Alternated projections on the sets \({\fancyscript{C}_{\mathrm {h}}}\), \({\fancyscript{C}_{\mathrm {s}}}\), and \({\fancyscript{C}_{\mathrm {p}}}\) (Sect. 3.3) leads to the images in Fig. 11 (right). The result is quite similar to our result (\(2^\text {nd}\) image from the right) but has some artifacts: some small edges appear, and some grain is missing. More generally, the results obtained using this alternated projection algorithm are sometimes similar to ours, and sometimes suffer from several kinds of artifacts, which point out the bad convergence of that method.

The post-processing step, that is the final projection on \({\fancyscript{C}_{\mathrm {s}}}\) and then \({\fancyscript{C}_{\mathrm {h}}}\), removes residual smoothness of the texture, due to the patch sparsity constraint. This is visible in Fig. 11 (\(3^\text {rd}\) and \(4^\text {th}\) images from the left).

Fig. 11
figure 11

Synthesis results with different settings. Top right: synthesis using all the patches (\(\varDelta =1\)) without the post-processing step (the final projection on \({\fancyscript{C}_{\mathrm {s}}}\) and then \({\fancyscript{C}_{\mathrm {h}}}\)); middle left: using only the patches on a grid of step \(\varDelta =4\); middle right: adding random translations of the grid at each iteration; bottom right: adding the post-processing step; bottom left: comparison with alternated projections instead of our gradient descent scheme

5 Conclusion

In this paper, we proposed a texture synthesis framework which puts together both a Fourier spectrum constraint and a sparsity constraint on the patches. Thanks to these two constraints, our method is able to synthesize a wide range of textures without a patch-based copy-paste approach. The spectrum controls the amount of oscillations and the grain of the synthesized image, while the sparsity of the patches handles geometrical information such as edges and sharp patterns.
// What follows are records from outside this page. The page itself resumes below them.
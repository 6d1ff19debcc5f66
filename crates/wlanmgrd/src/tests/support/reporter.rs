//! Test double for [`HealthReporter`] that records structured events for assertions.

use std::sync::Mutex;

use wlanmgr_config::Config;

use crate::bootstrap::BootstrapError;
use crate::health::HealthReporter;
use crate::iface::IfaceType;
use crate::orchestrator::{RecoveryError, SetupError};
use crate::subsystems::Subsystem;

/// Structured health events tracked during scenarios.
#[derive(Debug, Clone, PartialEq, Eq)]
pub enum HealthEvent {
    BootstrapStarting,
    BootstrapSucceeded,
    BootstrapFailed(String),
    SetupStarting(IfaceType),
    InterfaceReady { kind: IfaceType, name: String },
    SetupFailed { kind: IfaceType, error: SetupError },
    InterfaceDestroyed { kind: IfaceType, name: String },
    SubsystemDied(Subsystem),
    SubsystemRecovered(Subsystem),
    RecoveryFailed(RecoveryError),
}

/// Records health events for assertions.
#[derive(Debug, Default)]
pub struct RecordingHealthReporter {
    events: Mutex<Vec<HealthEvent>>,
}

impl RecordingHealthReporter {
    /// Captures a copy of the recorded events.
    #[must_use]
    pub fn events(&self) -> Vec<HealthEvent> {
        self.events
            .lock()
            .expect("health reporter mutex poisoned")
            .clone()
    }

    pub fn record(&self, event: HealthEvent) {
        self.events
            .lock()
            .expect("health reporter mutex poisoned")
            .push(event);
    }
}

impl HealthReporter for RecordingHealthReporter {
    fn bootstrap_starting(&self) {
        self.record(HealthEvent::BootstrapStarting);
    }

    fn bootstrap_succeeded(&self, _config: &Config) {
        self.record(HealthEvent::BootstrapSucceeded);
    }

    fn bootstrap_failed(&self, error: &BootstrapError) {
        self.record(HealthEvent::BootstrapFailed(error.to_string()));
    }

    fn interface_setup_starting(&self, kind: IfaceType) {
        self.record(HealthEvent::SetupStarting(kind));
    }

    fn interface_ready(&self, kind: IfaceType, name: &str) {
        self.record(HealthEvent::InterfaceReady {
            kind,
            name: name.to_owned(),
        });
    }

    fn interface_setup_failed(&self, kind: IfaceType, error: &SetupError) {
        self.record(HealthEvent::SetupFailed {
            kind,
            error: error.clone(),
        });
    }

    fn interface_destroyed(&self, kind: IfaceType, name: &str) {
        self.record(HealthEvent::InterfaceDestroyed {
            kind,
            name: name.to_owned(),
        });
    }

    fn subsystem_died(&self, subsystem: Subsystem) {
        self.record(HealthEvent::SubsystemDied(subsystem));
    }

    fn subsystem_recovered(&self, subsystem: Subsystem) {
        self.record(HealthEvent::SubsystemRecovered(subsystem));
    }

    fn subsystem_recovery_failed(&self, error: &RecoveryError) {
        self.record(HealthEvent::RecoveryFailed(*error));
    }
}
We propose a variational framework to take both constraints into account. This framework is based on a non-convex energy function defined as the sum of weighted distances between the image (or some linear transform of it) and these constraints. The synthesis consists in finding local minima of this function. The proposed framework is generic and can take into account other constraints: in addition to the sparsity and spectrum constraint, we use a histogram constraint to control the color distribution.

A numerical exploration of synthesis results shows that, on contrary to copy-based approaches, our method produces a high degree of innovation, and does not copy verbatim whole parts of the input exemplar.